▶ Stored data entries:
╔══

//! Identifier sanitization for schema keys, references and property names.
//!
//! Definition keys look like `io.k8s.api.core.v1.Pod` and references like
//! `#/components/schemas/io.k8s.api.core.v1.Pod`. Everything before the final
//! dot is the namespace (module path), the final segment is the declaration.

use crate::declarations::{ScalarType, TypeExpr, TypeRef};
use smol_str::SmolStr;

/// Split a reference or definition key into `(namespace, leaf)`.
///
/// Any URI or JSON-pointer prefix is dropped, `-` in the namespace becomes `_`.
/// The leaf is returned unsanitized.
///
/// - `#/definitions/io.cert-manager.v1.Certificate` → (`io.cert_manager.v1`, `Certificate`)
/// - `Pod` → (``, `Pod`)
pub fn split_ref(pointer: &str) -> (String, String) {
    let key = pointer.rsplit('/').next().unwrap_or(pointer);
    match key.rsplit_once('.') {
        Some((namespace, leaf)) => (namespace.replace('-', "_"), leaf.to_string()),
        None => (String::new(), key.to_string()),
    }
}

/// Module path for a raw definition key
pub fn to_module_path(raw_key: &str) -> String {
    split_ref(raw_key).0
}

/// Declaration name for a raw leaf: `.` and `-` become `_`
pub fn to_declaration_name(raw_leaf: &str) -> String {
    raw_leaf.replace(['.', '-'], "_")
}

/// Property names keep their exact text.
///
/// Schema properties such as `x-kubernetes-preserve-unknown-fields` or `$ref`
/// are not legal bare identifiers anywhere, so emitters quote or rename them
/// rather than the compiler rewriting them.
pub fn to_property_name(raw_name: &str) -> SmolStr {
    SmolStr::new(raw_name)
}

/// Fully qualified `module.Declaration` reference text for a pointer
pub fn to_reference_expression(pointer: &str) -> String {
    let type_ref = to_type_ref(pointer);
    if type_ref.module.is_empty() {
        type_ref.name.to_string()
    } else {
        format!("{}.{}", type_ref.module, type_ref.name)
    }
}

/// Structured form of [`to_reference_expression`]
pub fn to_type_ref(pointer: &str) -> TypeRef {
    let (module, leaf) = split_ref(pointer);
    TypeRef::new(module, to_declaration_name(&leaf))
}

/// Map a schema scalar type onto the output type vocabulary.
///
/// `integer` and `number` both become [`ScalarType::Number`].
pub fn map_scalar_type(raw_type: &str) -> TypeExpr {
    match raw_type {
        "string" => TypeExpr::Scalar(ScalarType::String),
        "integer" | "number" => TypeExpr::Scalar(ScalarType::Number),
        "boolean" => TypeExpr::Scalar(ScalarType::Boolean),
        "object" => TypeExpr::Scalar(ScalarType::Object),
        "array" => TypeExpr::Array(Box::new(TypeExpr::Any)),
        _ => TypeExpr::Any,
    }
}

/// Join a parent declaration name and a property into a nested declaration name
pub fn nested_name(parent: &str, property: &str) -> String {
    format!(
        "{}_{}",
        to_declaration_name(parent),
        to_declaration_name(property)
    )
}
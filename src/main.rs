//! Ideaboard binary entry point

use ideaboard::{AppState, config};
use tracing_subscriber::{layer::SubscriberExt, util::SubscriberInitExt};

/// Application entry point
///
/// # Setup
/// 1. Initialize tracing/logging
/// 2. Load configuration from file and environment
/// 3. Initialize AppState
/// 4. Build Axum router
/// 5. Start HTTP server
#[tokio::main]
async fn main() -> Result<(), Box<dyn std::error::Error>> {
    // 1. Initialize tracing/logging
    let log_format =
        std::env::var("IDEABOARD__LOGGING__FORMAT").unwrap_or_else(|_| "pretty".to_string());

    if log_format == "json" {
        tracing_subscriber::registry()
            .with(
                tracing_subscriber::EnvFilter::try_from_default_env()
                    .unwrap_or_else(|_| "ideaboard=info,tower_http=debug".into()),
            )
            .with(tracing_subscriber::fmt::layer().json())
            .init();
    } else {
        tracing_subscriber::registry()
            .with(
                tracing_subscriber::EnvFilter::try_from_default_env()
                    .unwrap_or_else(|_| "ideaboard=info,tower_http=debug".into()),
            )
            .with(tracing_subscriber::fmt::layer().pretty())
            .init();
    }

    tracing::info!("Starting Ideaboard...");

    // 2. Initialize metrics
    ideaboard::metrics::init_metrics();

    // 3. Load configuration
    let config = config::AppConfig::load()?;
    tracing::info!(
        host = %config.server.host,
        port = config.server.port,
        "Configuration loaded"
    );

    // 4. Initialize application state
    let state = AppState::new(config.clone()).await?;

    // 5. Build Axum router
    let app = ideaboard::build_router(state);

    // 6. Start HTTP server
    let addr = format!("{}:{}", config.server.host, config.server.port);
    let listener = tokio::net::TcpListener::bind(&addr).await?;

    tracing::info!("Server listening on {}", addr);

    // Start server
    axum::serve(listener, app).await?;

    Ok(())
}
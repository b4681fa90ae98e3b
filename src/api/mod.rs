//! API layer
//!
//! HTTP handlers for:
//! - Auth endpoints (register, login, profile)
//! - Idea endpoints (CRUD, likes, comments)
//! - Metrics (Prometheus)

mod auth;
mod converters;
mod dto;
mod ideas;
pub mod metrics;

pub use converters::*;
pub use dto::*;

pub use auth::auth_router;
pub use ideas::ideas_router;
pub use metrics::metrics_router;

╚══
╔══

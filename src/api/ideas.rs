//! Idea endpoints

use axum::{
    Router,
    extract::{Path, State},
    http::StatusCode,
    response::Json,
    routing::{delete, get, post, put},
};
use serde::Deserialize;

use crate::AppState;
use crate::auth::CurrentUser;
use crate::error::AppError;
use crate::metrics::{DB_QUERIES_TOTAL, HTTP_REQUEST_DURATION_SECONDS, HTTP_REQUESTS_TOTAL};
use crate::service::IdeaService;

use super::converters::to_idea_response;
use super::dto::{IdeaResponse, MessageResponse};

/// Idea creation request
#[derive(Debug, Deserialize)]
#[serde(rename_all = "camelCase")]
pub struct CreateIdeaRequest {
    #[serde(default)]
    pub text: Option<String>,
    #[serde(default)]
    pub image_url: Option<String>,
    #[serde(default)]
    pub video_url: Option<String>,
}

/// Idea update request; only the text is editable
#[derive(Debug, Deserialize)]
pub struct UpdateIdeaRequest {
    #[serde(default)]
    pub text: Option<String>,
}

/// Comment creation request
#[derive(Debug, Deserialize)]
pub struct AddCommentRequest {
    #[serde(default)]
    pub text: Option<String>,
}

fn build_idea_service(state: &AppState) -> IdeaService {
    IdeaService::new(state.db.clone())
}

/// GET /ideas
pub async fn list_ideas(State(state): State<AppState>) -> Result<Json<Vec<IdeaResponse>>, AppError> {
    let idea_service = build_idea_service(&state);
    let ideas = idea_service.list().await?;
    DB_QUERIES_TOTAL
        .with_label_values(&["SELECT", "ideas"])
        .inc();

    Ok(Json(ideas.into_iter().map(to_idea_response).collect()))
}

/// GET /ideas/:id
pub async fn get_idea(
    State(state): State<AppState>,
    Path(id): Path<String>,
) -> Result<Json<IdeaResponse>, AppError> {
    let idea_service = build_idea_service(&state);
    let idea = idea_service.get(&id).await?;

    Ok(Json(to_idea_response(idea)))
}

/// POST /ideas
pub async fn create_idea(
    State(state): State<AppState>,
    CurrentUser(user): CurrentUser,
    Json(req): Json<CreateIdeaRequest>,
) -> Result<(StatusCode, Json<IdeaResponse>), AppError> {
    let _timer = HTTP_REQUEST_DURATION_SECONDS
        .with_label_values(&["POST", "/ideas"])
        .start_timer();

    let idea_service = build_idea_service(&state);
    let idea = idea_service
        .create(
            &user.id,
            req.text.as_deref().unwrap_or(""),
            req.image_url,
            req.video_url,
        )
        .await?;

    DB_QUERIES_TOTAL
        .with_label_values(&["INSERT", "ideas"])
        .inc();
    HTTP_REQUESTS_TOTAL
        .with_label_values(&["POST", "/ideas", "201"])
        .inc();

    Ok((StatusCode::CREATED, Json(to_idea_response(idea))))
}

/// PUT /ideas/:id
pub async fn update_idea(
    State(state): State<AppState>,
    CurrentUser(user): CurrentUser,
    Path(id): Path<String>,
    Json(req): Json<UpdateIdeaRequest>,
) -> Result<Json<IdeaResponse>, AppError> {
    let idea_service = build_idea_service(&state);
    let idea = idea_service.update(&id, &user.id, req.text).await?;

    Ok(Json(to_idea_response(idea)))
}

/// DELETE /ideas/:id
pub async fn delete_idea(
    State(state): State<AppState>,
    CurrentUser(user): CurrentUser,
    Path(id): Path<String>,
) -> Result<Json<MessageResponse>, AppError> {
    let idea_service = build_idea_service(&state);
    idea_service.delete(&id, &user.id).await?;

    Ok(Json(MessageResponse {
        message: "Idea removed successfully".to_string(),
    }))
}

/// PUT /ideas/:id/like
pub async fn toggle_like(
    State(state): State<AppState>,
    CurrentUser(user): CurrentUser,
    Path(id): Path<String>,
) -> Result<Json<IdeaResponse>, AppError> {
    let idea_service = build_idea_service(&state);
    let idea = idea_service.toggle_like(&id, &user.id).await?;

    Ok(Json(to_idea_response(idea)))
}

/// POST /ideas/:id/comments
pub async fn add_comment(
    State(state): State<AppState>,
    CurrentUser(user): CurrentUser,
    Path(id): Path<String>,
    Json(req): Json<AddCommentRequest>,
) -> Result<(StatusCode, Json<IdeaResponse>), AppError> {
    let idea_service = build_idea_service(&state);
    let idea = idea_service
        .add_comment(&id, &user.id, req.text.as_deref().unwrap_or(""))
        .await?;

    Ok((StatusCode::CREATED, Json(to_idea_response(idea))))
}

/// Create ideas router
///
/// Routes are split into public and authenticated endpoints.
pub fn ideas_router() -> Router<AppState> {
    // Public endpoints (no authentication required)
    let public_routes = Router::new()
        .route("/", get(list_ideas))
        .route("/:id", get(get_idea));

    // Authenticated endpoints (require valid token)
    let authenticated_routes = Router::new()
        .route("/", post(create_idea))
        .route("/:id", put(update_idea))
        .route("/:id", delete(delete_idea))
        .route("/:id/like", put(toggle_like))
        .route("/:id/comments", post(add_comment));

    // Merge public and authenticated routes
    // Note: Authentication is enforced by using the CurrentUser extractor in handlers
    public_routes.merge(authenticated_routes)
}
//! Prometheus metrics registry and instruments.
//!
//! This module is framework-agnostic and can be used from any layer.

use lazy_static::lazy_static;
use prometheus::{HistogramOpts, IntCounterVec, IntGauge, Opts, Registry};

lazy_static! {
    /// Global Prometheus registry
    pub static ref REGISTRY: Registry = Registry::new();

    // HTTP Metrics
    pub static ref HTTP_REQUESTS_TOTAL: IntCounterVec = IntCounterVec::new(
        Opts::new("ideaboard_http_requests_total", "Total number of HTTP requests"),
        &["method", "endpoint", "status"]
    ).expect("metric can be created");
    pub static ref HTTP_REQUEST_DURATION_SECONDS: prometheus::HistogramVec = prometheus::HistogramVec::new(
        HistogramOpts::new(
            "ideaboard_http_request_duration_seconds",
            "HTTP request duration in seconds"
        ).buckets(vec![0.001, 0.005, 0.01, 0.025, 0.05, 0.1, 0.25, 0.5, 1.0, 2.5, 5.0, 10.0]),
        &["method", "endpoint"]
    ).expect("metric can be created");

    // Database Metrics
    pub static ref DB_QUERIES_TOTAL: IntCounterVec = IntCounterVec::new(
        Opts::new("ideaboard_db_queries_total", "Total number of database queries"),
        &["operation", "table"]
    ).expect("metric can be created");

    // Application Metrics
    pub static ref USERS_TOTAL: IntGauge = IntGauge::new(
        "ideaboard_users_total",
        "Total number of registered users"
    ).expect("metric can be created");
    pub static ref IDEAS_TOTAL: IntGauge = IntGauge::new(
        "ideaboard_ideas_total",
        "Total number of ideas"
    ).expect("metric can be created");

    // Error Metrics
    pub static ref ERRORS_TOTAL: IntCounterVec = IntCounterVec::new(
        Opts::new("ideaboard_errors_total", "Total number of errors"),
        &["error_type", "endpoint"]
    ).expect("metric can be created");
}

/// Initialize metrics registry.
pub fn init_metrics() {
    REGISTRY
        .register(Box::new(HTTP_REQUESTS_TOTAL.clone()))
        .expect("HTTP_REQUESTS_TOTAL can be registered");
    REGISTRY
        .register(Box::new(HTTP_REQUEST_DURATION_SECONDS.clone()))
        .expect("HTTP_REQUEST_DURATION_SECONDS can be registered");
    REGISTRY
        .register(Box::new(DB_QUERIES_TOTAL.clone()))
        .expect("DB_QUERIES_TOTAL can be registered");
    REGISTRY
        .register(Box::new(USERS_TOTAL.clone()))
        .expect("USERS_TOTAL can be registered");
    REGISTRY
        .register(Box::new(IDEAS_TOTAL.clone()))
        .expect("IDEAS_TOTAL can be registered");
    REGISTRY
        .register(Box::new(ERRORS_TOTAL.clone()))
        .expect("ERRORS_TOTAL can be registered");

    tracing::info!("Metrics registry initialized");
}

╚══
╔══

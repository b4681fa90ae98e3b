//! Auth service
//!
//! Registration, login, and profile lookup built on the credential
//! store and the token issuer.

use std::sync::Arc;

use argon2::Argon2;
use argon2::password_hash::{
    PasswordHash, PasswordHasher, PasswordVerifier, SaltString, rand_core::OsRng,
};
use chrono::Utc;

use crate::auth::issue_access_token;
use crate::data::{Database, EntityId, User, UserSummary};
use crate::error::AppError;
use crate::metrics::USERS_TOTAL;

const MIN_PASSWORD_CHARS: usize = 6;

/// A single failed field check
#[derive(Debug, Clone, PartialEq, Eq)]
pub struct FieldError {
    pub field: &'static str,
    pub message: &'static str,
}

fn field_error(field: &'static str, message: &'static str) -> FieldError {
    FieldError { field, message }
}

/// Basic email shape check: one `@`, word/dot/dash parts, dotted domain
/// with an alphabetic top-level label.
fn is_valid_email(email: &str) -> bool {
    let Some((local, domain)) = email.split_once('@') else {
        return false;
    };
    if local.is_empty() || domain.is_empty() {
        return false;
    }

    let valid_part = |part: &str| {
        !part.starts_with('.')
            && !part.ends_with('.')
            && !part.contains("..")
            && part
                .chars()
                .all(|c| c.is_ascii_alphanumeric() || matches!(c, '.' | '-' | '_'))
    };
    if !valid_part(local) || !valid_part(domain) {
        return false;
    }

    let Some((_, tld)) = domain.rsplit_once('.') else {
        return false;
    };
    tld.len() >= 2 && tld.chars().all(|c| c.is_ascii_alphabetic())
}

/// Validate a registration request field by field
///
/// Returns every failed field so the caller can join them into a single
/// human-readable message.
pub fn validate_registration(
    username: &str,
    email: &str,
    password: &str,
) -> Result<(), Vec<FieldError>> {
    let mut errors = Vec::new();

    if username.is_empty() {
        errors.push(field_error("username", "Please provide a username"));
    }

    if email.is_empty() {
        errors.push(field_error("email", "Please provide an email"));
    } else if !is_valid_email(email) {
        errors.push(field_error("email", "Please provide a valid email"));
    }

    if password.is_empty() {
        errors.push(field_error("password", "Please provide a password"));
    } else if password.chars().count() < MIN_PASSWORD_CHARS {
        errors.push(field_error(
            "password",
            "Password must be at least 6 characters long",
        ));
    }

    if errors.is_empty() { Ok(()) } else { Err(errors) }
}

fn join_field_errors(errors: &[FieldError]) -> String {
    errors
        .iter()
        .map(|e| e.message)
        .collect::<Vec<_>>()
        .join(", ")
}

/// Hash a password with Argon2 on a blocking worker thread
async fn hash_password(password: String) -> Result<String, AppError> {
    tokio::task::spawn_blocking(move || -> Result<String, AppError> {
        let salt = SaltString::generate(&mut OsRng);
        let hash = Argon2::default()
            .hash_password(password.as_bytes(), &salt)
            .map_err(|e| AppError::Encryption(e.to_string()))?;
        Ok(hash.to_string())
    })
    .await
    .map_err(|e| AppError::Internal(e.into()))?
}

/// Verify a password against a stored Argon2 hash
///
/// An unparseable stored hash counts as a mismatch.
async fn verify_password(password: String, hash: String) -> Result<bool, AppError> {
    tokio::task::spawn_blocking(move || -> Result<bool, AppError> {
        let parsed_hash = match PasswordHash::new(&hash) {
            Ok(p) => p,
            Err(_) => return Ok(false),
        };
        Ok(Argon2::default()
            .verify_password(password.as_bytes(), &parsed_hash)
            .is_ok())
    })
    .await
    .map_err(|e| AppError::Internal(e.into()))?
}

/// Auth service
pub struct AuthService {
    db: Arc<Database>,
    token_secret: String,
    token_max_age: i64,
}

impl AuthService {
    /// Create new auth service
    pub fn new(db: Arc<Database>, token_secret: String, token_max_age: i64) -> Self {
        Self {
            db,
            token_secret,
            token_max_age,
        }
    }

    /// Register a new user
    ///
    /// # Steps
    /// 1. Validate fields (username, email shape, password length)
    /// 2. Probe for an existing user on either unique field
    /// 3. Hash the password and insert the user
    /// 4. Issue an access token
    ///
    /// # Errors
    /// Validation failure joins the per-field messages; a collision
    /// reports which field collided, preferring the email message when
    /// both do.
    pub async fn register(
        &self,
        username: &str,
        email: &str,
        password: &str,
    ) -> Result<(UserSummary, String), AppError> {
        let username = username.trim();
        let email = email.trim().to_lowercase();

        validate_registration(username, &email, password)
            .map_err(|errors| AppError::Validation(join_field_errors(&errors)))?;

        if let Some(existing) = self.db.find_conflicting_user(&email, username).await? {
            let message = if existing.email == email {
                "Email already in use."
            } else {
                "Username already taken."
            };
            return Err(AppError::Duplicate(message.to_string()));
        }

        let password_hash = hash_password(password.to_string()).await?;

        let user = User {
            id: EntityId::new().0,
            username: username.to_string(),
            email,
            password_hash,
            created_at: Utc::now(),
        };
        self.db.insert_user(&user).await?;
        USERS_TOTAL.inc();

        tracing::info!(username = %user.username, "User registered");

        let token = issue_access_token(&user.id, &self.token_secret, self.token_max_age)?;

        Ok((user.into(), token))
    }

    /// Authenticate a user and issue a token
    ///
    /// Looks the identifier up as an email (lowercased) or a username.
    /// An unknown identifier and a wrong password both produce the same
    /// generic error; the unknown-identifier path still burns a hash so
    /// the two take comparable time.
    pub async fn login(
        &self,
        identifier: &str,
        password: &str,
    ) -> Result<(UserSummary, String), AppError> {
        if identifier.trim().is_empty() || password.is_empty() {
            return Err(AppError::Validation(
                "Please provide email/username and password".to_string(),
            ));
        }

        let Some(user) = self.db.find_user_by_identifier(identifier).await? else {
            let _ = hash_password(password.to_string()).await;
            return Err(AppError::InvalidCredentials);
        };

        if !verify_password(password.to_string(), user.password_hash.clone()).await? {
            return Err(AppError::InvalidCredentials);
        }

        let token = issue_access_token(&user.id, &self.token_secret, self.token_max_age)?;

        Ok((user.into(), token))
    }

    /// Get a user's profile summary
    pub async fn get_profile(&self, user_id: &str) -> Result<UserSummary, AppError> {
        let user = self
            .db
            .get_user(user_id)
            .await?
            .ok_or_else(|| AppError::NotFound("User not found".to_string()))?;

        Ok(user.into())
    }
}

╚══

▶ WHAT YOU HAVE TO DO:
Lines to set down from above: the line with "and property names.", the line with "Declaration name for", and every line between, each exactly as written.

▶ OUTPUT OF THE EXERCISE:
//! Identifier sanitization for schema keys, references and property names.
//!
//! Definition keys look like `io.k8s.api.core.v1.Pod` and references like
//! `#/components/schemas/io.k8s.api.core.v1.Pod`. Everything before the final
//! dot is the namespace (module path), the final segment is the declaration.

use crate::declarations::{ScalarType, TypeExpr, TypeRef};
use smol_str::SmolStr;

/// Split a reference or definition key into `(namespace, leaf)`.
///
/// Any URI or JSON-pointer prefix is dropped, `-` in the namespace becomes `_`.
/// The leaf is returned unsanitized.
///
/// - `#/definitions/io.cert-manager.v1.Certificate` → (`io.cert_manager.v1`, `Certificate`)
/// - `Pod` → (``, `Pod`)
pub fn split_ref(pointer: &str) -> (String, String) {
    let key = pointer.rsplit('/').next().unwrap_or(pointer);
    match key.rsplit_once('.') {
        Some((namespace, leaf)) => (namespace.replace('-', "_"), leaf.to_string()),
        None => (String::new(), key.to_string()),
    }
}

/// Module path for a raw definition key
pub fn to_module_path(raw_key: &str) -> String {
    split_ref(raw_key).0
}

/// Declaration name for a raw leaf: `.` and `-` become `_`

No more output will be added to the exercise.